Every line of the material must be reproduced exactly.

** GIVEN ENTRIES **
++++++

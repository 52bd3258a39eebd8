//! Question answering over an indexed collection.
//!
//! [`RagPipeline::answer`] runs the three steps in order: retrieve the
//! nearest passages, assemble the prompt, ask the model. Each step awaits the
//! previous one and any error stops the run.

use std::sync::Arc;

use serde::Serialize;
use tracing::{debug, info, instrument};

use crate::llm::LLMClient;
use crate::rag::index::{DocumentIndex, QueryResult};
use crate::rag::prompt::PromptTemplate;
use crate::types::{AppError, Result};

/// Default number of passages retrieved per question.
pub const DEFAULT_TOP_K: usize = 1;

/// Generated answer plus what it was generated from.
#[derive(Debug, Clone, Serialize)]
pub struct Answer {
    pub text: String,
    pub prompt: String,
    pub passages: QueryResult,
}

pub struct RagPipeline {
    index: DocumentIndex,
    llm: Arc<dyn LLMClient>,
    template: PromptTemplate,
    top_k: usize,
    min_score: Option<f32>,
    require_passages: bool,
}

impl RagPipeline {
    pub fn new(index: DocumentIndex, llm: Arc<dyn LLMClient>) -> Self {
        Self {
            index,
            llm,
            template: PromptTemplate::default(),
            top_k: DEFAULT_TOP_K,
            min_score: None,
            require_passages: false,
        }
    }

    pub fn with_template(mut self, template: PromptTemplate) -> Self {
        self.template = template;
        self
    }

    /// Values below 1 are raised to 1.
    pub fn with_top_k(mut self, top_k: usize) -> Self {
        self.top_k = top_k.max(1);
        self
    }

    /// Drop retrieved passages whose similarity is below `min_score`.
    pub fn with_min_score(mut self, min_score: Option<f32>) -> Self {
        self.min_score = min_score;
        self
    }

    /// Fail with `NotFound` instead of asking the model when nothing was
    /// retrieved.
    pub fn with_require_passages(mut self, require: bool) -> Self {
        self.require_passages = require;
        self
    }

    pub fn index_ref(&self) -> &DocumentIndex {
        &self.index
    }

    pub fn top_k(&self) -> usize {
        self.top_k
    }

    pub async fn index(&self, documents: &[String], ids: &[String]) -> Result<usize> {
        self.index.add(documents, ids).await
    }

    pub async fn index_documents(&self, documents: &[String]) -> Result<usize> {
        self.index.add_documents(documents).await
    }

    /// Nearest passages for `question`, after the optional score filter.
    pub async fn retrieve(&self, question: &str) -> Result<QueryResult> {
        let result = self.index.query(question, self.top_k).await?;
        Ok(match self.min_score {
            Some(min_score) => {
                let before = result.len();
                let kept = result.filter_min_score(min_score);
                debug!(before, after = kept.len(), min_score, "score filter applied");
                kept
            }
            None => result,
        })
    }

    #[instrument(skip(self), fields(top_k = self.top_k, model = self.llm.model_name()))]
    pub async fn answer(&self, question: &str) -> Result<Answer> {
        if question.trim().is_empty() {
            return Err(AppError::InvalidInput("question must not be empty".to_string()));
        }

        let passages = self.retrieve(question).await?;
        if passages.is_empty() && self.require_passages {
            return Err(AppError::NotFound(format!(
                "no passages in '{}' match the question",
                self.index.collection()
            )));
        }

        let prompt = self.template.build(question, &passages.documents);
        let text = self.llm.generate(&prompt).await?;
        info!(passages = passages.len(), answer_chars = text.len(), "answered question");

        Ok(Answer {
            text,
            prompt,
            passages,
        })
    }
}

++++++

** EXERCISE RESULT **
repository 52bd3258a39eebd8
//! Question answering over an indexed collection.
//!
//! [`RagPipeline::answer`] runs the three steps in order: retrieve the
//! nearest passages, assemble the prompt, ask the model. Each step awaits the
//! previous one and any error stops the run.

use std::sync::Arc;

use serde::Serialize;
use tracing::{debug, info, instrument};

use crate::llm::LLMClient;
use crate::rag::index::{DocumentIndex, QueryResult};
use crate::rag::prompt::PromptTemplate;
use crate::types::{AppError, Result};

/// Default number of passages retrieved per question.
pub const DEFAULT_TOP_K: usize = 1;

/// Generated answer plus what it was generated from.
#[derive(Debug, Clone, Serialize)]
pub struct Answer {
    pub text: String,
    pub prompt: String,
    pub passages: QueryResult,
}

pub struct RagPipeline {
    index: DocumentIndex,
    llm: Arc<dyn LLMClient>,
    template: PromptTemplate,
    top_k: usize,
    min_score: Option<f32>,
    require_passages: bool,
}

impl RagPipeline {
    pub fn new(index: DocumentIndex, llm: Arc<dyn LLMClient>) -> Self {
        Self {
            index,
            llm,
            template: PromptTemplate::default(),
            top_k: DEFAULT_TOP_K,
            min_score: None,
            require_passages: false,
        }
    }

    pub fn with_template(mut self, template: PromptTemplate) -> Self {
        self.template = template;
        self
    }

    /// Values below 1 are raised to 1.
    pub fn with_top_k(mut self, top_k: usize) -> Self {
        self.top_k = top_k.max(1);
        self
    }

    /// Drop retrieved passages whose similarity is below `min_score`.
    pub fn with_min_score(mut self, min_score: Option<f32>) -> Self {
        self.min_score = min_score;
        self
    }

    /// Fail with `NotFound` instead of asking the model when nothing was
    /// retrieved.
    pub fn with_require_passages(mut self, require: bool) -> Self {
        self.require_passages = require;
        self
    }

    pub fn index_ref(&self) -> &DocumentIndex {
        &self.index
    }

    pub fn top_k(&self) -> usize {
        self.top_k
    }

    pub async fn index(&self, documents: &[String], ids: &[String]) -> Result<usize> {
        self.index.add(documents, ids).await
    }

    pub async fn index_documents(&self, documents: &[String]) -> Result<usize> {
        self.index.add_documents(documents).await
    }

    /// Nearest passages for `question`, after the optional score filter.
    pub async fn retrieve(&self, question: &str) -> Result<QueryResult> {
        let result = self.index.query(question, self.top_k).await?;
        Ok(match self.min_score {
            Some(min_score) => {
                let before = result.len();
                let kept = result.filter_min_score(min_score);
                debug!(before, after = kept.len(), min_score, "score filter applied");
                kept
            }
            None => result,
        })
    }

    #[instrument(skip(self), fields(top_k = self.top_k, model = self.llm.model_name()))]
    pub async fn answer(&self, question: &str) -> Result<Answer> {
        if question.trim().is_empty() {
            return Err(AppError::InvalidInput("question must not be empty".to_string()));
        }

        let passages = self.retrieve(question).await?;
        if passages.is_empty() && self.require_passages {
            return Err(AppError::NotFound(format!(
                "no passages in '{}' match the question",
                self.index.collection()
            )));
        }

        let prompt = self.template.build(question, &passages.documents);
        let text = self.llm.generate(&prompt).await?;
        info!(passages = passages.len(), answer_chars = text.len(), "answered question");

        Ok(Answer {
            text,
            prompt,
            passages,
        })
    }
}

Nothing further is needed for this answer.